[Requirement] The answer should consist solely of the lines from the first one below through the line containing "calls fail fast", copied exactly.

[Data]
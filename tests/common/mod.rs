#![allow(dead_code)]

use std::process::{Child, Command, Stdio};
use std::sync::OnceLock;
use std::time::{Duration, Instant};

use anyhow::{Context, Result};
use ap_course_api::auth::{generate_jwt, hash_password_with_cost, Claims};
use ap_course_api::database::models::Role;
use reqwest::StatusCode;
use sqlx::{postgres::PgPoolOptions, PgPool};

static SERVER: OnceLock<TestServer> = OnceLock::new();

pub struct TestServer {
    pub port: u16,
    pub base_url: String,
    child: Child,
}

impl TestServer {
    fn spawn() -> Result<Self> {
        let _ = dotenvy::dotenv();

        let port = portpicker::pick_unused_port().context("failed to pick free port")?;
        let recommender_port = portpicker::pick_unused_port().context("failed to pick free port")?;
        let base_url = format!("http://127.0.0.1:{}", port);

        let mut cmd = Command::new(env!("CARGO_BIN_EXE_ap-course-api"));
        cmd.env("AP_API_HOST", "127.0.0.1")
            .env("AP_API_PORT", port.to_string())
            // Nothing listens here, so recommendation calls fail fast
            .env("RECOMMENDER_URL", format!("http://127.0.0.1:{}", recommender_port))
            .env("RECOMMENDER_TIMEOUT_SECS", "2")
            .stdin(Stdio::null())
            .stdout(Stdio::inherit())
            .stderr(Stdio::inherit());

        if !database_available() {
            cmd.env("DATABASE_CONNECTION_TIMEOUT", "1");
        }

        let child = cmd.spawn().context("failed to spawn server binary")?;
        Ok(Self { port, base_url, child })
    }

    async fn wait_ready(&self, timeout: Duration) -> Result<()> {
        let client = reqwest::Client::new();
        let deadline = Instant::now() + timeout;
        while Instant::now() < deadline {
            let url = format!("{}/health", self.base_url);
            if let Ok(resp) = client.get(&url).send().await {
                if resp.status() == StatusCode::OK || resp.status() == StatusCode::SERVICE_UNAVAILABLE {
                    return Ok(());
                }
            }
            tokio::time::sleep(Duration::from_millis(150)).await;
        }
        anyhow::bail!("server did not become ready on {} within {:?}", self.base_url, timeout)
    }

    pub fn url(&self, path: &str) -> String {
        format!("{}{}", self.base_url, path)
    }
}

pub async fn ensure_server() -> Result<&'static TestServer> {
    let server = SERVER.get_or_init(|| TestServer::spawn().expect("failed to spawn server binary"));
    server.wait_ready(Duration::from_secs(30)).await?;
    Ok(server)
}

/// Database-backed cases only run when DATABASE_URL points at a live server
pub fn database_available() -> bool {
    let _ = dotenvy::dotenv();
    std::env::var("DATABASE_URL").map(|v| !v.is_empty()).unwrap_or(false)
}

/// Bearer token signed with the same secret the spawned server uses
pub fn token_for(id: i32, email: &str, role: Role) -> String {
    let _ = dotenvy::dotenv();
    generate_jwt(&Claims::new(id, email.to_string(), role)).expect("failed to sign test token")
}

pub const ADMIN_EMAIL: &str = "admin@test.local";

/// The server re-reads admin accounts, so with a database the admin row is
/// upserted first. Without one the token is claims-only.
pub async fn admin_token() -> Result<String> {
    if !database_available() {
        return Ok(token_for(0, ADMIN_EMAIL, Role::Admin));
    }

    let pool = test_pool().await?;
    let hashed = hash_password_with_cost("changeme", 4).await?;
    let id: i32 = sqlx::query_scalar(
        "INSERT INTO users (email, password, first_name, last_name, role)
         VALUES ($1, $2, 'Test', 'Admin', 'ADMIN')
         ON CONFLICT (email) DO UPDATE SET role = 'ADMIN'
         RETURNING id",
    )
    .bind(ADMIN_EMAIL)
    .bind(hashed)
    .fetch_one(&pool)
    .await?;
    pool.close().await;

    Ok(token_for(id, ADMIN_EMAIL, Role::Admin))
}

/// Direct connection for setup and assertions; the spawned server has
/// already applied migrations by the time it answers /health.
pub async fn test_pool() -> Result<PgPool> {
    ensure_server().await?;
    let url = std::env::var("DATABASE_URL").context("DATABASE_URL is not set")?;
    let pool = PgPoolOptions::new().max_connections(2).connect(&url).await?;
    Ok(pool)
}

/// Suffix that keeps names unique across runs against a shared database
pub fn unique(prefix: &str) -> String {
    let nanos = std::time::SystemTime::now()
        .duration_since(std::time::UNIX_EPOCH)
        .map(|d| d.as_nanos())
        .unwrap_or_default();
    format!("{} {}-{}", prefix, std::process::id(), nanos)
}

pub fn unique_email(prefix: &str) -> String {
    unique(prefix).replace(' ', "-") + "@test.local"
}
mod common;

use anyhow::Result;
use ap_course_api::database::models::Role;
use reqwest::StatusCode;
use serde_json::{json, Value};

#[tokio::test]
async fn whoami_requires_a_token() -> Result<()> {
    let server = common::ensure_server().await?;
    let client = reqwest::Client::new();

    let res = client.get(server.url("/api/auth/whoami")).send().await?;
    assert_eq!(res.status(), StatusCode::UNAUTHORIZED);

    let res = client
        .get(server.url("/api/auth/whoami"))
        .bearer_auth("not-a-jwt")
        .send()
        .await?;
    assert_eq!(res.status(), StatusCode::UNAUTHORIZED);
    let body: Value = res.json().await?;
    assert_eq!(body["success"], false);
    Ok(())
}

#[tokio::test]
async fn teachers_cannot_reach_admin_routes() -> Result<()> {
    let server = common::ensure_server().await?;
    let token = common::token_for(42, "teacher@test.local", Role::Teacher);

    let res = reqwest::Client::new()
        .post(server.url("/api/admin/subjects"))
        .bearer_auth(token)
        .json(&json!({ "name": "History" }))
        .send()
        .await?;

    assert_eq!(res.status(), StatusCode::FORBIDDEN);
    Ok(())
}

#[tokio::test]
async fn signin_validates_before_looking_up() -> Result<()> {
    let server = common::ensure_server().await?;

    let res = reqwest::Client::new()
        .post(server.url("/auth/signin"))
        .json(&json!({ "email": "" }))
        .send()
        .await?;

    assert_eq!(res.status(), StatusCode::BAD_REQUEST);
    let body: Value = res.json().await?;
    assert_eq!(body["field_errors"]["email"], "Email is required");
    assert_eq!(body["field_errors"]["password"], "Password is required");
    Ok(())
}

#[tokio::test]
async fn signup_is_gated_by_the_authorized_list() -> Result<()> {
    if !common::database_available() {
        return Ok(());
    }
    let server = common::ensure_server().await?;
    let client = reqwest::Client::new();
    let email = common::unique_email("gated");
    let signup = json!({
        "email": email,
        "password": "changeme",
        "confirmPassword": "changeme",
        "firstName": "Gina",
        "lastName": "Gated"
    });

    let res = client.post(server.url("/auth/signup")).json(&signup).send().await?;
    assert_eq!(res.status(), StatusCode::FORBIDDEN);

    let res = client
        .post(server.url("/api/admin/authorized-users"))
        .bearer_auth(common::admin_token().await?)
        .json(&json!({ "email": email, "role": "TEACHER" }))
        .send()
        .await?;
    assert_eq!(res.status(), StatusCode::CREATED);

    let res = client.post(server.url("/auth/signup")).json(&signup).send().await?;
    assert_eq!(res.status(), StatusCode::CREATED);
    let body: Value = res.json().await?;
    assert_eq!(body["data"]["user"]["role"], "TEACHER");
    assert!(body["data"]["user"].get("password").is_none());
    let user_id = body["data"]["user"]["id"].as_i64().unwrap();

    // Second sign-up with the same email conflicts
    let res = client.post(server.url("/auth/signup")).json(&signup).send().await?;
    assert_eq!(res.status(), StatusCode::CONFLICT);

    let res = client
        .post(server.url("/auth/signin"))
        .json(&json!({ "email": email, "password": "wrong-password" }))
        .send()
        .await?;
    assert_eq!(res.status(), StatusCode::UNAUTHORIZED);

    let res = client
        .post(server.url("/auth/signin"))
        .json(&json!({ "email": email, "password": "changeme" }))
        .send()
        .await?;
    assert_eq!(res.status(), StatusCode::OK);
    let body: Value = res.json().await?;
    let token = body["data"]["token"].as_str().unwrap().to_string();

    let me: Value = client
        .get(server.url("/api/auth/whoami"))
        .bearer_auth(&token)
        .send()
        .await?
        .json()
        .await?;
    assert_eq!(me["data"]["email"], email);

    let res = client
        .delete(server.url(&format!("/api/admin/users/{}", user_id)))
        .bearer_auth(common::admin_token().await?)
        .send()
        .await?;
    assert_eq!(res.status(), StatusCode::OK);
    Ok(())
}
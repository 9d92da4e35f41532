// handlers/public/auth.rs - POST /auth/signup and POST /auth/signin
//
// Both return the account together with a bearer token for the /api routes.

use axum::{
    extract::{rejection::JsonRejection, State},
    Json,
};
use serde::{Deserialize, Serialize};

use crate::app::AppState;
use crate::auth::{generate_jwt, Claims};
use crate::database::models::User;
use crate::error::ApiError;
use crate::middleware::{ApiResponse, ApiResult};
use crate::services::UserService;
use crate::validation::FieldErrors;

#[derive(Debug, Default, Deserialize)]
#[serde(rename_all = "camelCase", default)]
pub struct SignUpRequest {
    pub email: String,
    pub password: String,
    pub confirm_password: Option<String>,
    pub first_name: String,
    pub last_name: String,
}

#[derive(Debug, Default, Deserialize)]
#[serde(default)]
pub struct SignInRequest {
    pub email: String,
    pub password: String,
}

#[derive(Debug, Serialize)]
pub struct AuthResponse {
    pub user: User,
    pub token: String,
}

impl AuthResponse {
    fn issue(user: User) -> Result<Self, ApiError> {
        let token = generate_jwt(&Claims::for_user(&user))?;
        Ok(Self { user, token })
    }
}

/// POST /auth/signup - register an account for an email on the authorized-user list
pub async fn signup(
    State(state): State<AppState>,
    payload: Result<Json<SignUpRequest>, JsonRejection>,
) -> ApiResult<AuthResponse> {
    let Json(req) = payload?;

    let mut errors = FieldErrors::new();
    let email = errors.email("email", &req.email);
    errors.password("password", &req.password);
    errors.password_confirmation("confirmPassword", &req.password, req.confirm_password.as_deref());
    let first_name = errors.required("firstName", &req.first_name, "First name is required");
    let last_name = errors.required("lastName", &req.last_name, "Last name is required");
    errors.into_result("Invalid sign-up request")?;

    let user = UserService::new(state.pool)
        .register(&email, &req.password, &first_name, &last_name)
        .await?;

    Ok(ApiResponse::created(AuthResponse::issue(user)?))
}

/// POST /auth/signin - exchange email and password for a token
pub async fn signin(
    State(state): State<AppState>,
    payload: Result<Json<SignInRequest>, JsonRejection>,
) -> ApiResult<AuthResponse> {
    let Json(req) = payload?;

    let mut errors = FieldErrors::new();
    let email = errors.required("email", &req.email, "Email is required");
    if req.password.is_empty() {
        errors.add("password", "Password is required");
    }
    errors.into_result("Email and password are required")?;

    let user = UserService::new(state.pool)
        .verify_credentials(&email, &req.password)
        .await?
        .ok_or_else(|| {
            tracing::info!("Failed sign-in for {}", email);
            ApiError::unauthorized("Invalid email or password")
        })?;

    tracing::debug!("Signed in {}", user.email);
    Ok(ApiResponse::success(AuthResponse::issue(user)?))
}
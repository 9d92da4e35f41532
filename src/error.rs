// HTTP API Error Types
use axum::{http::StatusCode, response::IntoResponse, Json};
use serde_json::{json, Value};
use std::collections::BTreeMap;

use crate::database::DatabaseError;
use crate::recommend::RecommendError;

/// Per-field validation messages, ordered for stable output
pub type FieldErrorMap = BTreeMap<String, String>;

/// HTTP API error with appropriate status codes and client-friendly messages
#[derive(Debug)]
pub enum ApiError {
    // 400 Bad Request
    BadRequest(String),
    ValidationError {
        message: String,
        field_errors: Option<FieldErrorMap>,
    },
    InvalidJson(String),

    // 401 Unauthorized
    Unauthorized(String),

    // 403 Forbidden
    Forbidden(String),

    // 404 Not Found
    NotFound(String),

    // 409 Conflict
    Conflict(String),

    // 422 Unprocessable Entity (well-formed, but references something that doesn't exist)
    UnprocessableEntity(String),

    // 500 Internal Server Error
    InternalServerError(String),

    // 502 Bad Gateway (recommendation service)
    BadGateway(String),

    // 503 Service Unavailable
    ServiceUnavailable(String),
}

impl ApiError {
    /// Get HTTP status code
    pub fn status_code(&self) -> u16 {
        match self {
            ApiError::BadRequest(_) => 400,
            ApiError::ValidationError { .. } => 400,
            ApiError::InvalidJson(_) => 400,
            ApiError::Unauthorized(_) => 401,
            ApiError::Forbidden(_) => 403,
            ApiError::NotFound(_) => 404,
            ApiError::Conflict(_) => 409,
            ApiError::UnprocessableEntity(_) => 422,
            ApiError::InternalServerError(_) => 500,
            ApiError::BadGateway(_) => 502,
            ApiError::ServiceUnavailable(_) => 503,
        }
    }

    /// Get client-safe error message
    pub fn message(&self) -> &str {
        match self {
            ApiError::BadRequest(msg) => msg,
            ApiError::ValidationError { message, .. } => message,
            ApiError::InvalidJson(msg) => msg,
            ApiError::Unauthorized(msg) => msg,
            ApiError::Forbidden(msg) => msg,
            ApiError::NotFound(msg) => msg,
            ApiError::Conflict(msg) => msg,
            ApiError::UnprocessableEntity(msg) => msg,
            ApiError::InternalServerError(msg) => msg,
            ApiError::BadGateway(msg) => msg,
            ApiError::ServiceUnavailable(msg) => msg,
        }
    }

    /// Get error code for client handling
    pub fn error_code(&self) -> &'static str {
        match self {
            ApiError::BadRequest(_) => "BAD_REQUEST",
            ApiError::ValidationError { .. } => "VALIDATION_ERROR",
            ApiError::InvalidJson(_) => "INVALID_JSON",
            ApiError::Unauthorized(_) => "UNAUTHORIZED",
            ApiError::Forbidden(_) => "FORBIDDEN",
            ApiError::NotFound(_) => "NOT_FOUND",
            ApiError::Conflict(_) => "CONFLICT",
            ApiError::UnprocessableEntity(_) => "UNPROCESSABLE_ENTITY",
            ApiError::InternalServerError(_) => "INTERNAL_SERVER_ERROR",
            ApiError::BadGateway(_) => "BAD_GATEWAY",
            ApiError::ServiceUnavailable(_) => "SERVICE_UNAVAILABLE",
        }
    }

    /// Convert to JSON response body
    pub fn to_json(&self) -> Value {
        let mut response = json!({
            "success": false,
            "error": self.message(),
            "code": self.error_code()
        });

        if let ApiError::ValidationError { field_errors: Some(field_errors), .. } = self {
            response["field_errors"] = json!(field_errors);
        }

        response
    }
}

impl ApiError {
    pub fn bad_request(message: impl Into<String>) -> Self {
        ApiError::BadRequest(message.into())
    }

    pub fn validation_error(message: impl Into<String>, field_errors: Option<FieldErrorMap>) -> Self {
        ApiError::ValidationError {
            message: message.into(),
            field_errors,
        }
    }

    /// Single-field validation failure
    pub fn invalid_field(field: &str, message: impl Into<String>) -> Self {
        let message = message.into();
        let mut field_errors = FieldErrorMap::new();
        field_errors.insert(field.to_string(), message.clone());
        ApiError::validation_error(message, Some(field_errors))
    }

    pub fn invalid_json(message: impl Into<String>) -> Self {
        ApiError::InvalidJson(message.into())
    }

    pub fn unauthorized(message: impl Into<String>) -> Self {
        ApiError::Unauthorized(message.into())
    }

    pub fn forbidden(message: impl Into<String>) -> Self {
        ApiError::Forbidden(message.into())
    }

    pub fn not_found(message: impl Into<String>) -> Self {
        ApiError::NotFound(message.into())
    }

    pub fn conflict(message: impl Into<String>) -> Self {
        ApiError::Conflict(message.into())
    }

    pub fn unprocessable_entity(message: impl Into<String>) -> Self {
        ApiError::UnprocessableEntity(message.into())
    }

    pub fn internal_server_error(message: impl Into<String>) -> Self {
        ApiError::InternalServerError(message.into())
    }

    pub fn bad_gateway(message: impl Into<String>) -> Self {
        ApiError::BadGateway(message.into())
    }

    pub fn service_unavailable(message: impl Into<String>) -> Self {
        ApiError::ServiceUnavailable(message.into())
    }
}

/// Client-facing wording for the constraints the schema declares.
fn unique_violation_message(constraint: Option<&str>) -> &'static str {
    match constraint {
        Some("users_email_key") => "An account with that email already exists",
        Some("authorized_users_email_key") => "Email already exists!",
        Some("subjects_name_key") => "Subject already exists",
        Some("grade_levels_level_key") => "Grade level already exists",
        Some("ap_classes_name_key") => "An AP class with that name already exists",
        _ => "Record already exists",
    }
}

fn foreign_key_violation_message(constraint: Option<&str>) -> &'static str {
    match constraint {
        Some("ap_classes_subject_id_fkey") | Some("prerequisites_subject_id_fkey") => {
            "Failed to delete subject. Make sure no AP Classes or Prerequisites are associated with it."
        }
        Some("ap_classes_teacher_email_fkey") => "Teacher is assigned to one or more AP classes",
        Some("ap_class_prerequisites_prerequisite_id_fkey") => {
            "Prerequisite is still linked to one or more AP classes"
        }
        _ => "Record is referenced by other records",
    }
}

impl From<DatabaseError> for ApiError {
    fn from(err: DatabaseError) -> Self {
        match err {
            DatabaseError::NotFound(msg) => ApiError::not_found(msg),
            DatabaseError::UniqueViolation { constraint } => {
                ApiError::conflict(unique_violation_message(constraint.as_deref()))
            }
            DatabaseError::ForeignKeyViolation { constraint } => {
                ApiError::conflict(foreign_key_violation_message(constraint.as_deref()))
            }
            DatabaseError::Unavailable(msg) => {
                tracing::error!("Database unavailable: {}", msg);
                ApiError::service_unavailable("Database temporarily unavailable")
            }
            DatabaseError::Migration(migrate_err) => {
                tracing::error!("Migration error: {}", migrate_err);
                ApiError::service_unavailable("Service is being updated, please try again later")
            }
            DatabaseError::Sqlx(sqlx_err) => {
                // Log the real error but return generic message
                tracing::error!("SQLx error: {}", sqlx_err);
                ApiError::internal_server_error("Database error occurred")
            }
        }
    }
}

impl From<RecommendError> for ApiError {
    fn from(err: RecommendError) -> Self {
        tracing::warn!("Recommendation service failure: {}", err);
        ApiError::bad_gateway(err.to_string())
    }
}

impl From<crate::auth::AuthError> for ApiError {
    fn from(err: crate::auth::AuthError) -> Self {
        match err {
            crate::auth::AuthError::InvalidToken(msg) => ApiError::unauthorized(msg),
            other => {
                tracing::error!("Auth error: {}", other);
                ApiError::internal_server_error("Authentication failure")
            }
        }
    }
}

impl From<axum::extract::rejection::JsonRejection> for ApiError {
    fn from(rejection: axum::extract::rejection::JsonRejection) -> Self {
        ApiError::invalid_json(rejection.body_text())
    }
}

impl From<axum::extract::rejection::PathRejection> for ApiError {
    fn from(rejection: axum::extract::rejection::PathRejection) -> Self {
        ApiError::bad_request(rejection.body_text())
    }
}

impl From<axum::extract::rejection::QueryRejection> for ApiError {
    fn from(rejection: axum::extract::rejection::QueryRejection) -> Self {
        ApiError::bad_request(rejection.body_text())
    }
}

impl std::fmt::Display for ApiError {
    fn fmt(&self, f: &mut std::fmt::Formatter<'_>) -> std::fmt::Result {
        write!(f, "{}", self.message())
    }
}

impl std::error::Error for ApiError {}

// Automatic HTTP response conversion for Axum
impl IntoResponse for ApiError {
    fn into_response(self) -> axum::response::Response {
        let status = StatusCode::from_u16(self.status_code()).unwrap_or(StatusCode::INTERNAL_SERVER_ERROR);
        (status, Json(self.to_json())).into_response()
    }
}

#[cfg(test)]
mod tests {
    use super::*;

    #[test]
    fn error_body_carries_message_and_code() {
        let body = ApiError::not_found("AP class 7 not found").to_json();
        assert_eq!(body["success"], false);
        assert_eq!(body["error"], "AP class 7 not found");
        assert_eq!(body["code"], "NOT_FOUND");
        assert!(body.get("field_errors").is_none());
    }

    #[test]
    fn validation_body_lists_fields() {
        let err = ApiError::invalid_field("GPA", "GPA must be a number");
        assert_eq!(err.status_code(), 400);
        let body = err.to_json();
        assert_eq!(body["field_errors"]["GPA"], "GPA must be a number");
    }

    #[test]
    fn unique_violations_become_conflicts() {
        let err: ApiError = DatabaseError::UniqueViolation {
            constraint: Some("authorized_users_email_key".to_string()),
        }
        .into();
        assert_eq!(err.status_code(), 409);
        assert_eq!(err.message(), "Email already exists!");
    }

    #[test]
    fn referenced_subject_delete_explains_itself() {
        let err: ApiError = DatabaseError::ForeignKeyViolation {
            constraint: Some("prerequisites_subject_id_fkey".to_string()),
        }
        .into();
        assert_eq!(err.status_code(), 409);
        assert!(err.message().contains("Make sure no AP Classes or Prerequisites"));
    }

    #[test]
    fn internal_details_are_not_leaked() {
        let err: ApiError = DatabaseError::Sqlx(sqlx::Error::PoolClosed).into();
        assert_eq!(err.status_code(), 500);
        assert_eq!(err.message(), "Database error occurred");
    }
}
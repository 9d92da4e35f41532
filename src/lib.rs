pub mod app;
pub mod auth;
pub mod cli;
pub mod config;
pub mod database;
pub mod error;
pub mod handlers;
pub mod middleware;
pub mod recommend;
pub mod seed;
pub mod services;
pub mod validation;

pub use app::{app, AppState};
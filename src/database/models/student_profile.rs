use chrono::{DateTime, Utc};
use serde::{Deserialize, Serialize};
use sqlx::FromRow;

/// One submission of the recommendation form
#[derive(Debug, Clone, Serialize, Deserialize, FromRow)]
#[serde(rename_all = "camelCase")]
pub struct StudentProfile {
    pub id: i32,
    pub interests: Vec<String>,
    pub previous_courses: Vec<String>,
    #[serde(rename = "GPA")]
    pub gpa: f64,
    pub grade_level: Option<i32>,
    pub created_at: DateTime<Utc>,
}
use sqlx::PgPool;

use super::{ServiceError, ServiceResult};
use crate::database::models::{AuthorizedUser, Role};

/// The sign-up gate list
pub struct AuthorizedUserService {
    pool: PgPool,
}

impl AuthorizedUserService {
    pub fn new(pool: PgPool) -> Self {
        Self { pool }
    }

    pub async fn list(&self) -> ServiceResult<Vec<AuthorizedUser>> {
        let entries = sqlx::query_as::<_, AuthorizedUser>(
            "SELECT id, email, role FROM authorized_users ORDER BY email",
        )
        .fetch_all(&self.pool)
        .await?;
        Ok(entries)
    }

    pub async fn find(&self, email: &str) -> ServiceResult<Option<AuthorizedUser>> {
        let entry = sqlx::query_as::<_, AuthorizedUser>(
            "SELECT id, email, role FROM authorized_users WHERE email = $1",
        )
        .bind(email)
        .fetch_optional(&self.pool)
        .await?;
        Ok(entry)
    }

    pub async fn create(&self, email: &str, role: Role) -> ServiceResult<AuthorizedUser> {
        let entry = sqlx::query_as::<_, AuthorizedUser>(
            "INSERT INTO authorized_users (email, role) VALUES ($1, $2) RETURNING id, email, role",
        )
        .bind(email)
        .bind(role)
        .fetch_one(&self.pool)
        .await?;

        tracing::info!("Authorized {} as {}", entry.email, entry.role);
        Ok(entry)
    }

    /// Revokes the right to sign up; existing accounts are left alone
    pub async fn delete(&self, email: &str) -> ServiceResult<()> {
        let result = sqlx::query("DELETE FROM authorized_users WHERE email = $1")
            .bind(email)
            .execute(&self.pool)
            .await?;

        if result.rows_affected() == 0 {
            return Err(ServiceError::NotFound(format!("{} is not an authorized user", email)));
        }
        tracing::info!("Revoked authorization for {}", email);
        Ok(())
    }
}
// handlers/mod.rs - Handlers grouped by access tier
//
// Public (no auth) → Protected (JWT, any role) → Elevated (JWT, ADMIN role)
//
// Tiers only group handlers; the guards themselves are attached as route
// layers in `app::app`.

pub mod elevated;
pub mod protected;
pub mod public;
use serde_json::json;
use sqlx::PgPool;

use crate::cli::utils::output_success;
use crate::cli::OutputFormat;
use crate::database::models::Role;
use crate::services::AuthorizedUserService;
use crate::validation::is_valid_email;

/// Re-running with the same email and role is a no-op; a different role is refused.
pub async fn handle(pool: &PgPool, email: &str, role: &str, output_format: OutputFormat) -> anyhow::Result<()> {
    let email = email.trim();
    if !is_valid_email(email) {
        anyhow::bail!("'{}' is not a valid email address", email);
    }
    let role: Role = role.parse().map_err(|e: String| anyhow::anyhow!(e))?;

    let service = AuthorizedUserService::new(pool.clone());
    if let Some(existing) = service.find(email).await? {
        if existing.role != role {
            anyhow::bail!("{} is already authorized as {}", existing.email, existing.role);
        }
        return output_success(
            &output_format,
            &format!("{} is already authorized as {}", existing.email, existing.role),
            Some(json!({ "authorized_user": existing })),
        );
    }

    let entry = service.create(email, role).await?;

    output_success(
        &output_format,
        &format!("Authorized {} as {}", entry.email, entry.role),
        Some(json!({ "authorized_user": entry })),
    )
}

[Your solution]
filename tests/common/mod.rs
#![allow(dead_code)]

use std::process::{Child, Command, Stdio};
use std::sync::OnceLock;
use std::time::{Duration, Instant};

use anyhow::{Context, Result};
use ap_course_api::auth::{generate_jwt, hash_password_with_cost, Claims};
use ap_course_api::database::models::Role;
use reqwest::StatusCode;
use sqlx::{postgres::PgPoolOptions, PgPool};

static SERVER: OnceLock<TestServer> = OnceLock::new();

pub struct TestServer {
    pub port: u16,
    pub base_url: String,
    child: Child,
}

impl TestServer {
    fn spawn() -> Result<Self> {
        let _ = dotenvy::dotenv();

        let port = portpicker::pick_unused_port().context("failed to pick free port")?;
        let recommender_port = portpicker::pick_unused_port().context("failed to pick free port")?;
        let base_url = format!("http://127.0.0.1:{}", port);

        let mut cmd = Command::new(env!("CARGO_BIN_EXE_ap-course-api"));
        cmd.env("AP_API_HOST", "127.0.0.1")
            .env("AP_API_PORT", port.to_string())
            // Nothing listens here, so recommendation calls fail fast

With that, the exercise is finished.